Fameux chanteur dans le groupe de metal industriel White Zombie, Rob Zombie avait démontré qu'il pouvait également uvrer dans le cinéma de genre en réalisant House of 1000 Corpses. Ce n'est pourtant qu'avec The Devil's Rejects, concentré explosif de violence extrême, d'humour noir et de mauvais goût, qu'il apporta réellement sa pierre à l'édifice du film d'horreur. Alors que les pétards mouillés Wolf Creek ou La Colline a des Yeux 2006 comblaient les salles obscures, The Devil's Rejects ne bénéficiait pas d'une exploitation commerciale digne de ce qu'il valait et a montré le bout de son nez sur le tard, au moment où le public commençait à jouer sérieusement les blasés. Il n'aura ainsi guère eu droit au même succès que certains de ses homologues au demeurant beaucoup moins intéressants sur un plan purement qualitatif, à moins que l'on ne finisse par (re)découvrir ce diamant noir comme il se devait au départ. Mais désintéressons-nous du mauvais sort commercial du film pour nous pencher sur lui-même. Qu'est-ce que The Devil's Rejects, au
juste ? Un survival de plus bricolé par un hard rocker nourri à Massacre à la Tronçonneuse ou Tueur nés ? Pas le moins du monde. Rob Zombie se lâche complètement, il balance au cur d'une industrie bouffie et usée l'un des plus beaux exemples de décomplexion jamais mis en scène, à tel point qu'il fait de ce Devil's Rejects un film d'auteur à part entière. Derrière l'étalage de brutalité hardcore, d'obscénité malsaine et d'hystérie achevée qui caractérise le tout - et le hisse à un stade de jubilation coupable rare -, il y a là-dedans des audaces scénaristiques et visuelles incontestables: Rob Zombie fait des bourreaux les victimes, les héros d'un survival où le véritable mauvais rôle est endossé par un sheriff impitoyable et revanchard. La réalisation, que l'on pourra juger hasardeuse, maladroite et approximative, sert en fait à décupler ce climat de folie, de morbidité et de sauvagerie pourtant loin de se prendre au sérieux, comme le témoigne cette généreuse dose de cynisme et d'humour noir qui occasionne à The Devil's Rejects de friser la parodie. Avec ses quelques vieilles bouilles bien connues (Sid Haig, Bill Moseley, Ken Foree, Geoffrey Lewis, Michael Berryman), le casting flatte l'amateur en règle, mais l'on retiendra surtout dans ce rayon-là l'impressionnante composition de William Forsythe en sheriff vengeur ainsi que la sublime plastique d'une Sheri Moon pour le moins déchaînée.

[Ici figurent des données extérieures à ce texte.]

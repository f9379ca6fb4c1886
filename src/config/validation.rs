use crate::config::types::{
    Config, CrawlerConfig, FilterConfig, NormalizerConfig, OutputConfig, UserAgentConfig,
};
use crate::normalize::JunkTable;
use crate::ConfigError;
use url::Url;

/// Upper bound on the fetch worker pool
const MAX_CONCURRENT_FETCHES: usize = 64;

/// Validates the entire configuration
pub fn validate(config: &Config) -> Result<(), ConfigError> {
    validate_crawler_config(&config.crawler)?;
    validate_user_agent_config(&config.user_agent)?;
    validate_filter_config(&config.filter)?;
    validate_output_config(&config.output)?;
    validate_normalizer_config(&config.normalizer)?;
    Ok(())
}

/// Validates crawler configuration
fn validate_crawler_config(config: &CrawlerConfig) -> Result<(), ConfigError> {
    if config.target_domain.trim().is_empty() {
        return Err(ConfigError::Validation(
            "target_domain cannot be empty".to_string(),
        ));
    }

    if config.seeds.is_empty() {
        return Err(ConfigError::Validation(
            "at least one seed URL is required".to_string(),
        ));
    }

    for seed in &config.seeds {
        let url = Url::parse(seed)
            .map_err(|e| ConfigError::InvalidUrl(format!("Invalid seed URL '{}': {}", seed, e)))?;

        if url.scheme() != "http" && url.scheme() != "https" {
            return Err(ConfigError::Validation(format!(
                "Seed URL '{}' must use HTTP or HTTPS",
                seed
            )));
        }
    }

    if config.max_urls == 0 {
        return Err(ConfigError::Validation(
            "max_urls must be >= 1".to_string(),
        ));
    }

    if config.discovery_timeout_ms == 0 || config.extraction_timeout_ms == 0 {
        return Err(ConfigError::Validation(
            "request timeouts must be greater than 0ms".to_string(),
        ));
    }

    if config.max_concurrent_fetches < 1 || config.max_concurrent_fetches > MAX_CONCURRENT_FETCHES
    {
        return Err(ConfigError::Validation(format!(
            "max_concurrent_fetches must be between 1 and {}, got {}",
            MAX_CONCURRENT_FETCHES, config.max_concurrent_fetches
        )));
    }

    if config.progress_interval == 0 {
        return Err(ConfigError::Validation(
            "progress_interval must be >= 1".to_string(),
        ));
    }

    Ok(())
}

/// Validates user agent configuration
fn validate_user_agent_config(config: &UserAgentConfig) -> Result<(), ConfigError> {
    if config.crawler_name.is_empty() {
        return Err(ConfigError::Validation(
            "crawler_name cannot be empty".to_string(),
        ));
    }

    if !config
        .crawler_name
        .chars()
        .all(|c| c.is_alphanumeric() || c == '-' || c == '_')
    {
        return Err(ConfigError::Validation(format!(
            "crawler_name must contain only alphanumeric characters, hyphens and underscores, got '{}'",
            config.crawler_name
        )));
    }

    if let Some(contact_url) = &config.contact_url {
        Url::parse(contact_url)
            .map_err(|e| ConfigError::InvalidUrl(format!("Invalid contact_url: {}", e)))?;
    }

    Ok(())
}

/// Validates filter lists
fn validate_filter_config(config: &FilterConfig) -> Result<(), ConfigError> {
    let lists = [
        ("stale_years", &config.stale_years),
        ("noise_keywords", &config.noise_keywords),
        ("skip_extensions", &config.skip_extensions),
    ];

    // An empty token would match every URL and reject the whole site
    for (name, list) in lists {
        if list.iter().any(|token| token.is_empty()) {
            return Err(ConfigError::Validation(format!(
                "{} cannot contain empty entries",
                name
            )));
        }
    }

    Ok(())
}

/// Validates output configuration
fn validate_output_config(config: &OutputConfig) -> Result<(), ConfigError> {
    let paths = [
        ("url_map_path", &config.url_map_path),
        ("raw_corpus_path", &config.raw_corpus_path),
        ("final_corpus_path", &config.final_corpus_path),
    ];

    for (name, path) in paths {
        if path.as_os_str().is_empty() {
            return Err(ConfigError::Validation(format!("{} cannot be empty", name)));
        }
    }

    if config.raw_corpus_path == config.final_corpus_path {
        return Err(ConfigError::Validation(
            "raw_corpus_path and final_corpus_path must differ".to_string(),
        ));
    }

    Ok(())
}

/// Validates normalizer configuration by compiling the junk table
fn validate_normalizer_config(config: &NormalizerConfig) -> Result<(), ConfigError> {
    JunkTable::compile(&config.junk)?;
    Ok(())
}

Toujours à la frontière entre le survival glauque et éprouvant et la comédie macabre (John Waters ou Russ Meyer ne sont jamais loin), The Devil's Rejects pulvérise la concurrence et nous administre une belle grosse claque dans la figure. À l'heure où l'on farfouille désespérément un intérêt dans la plupart des productions du genre de ces dernières années, Rob Zombie et son jouissif bébé sont parmi les rares à nous convaincre que le cinéma d'horreur n'a pas encore entièrement dépéri. Une bombe dévastatrice.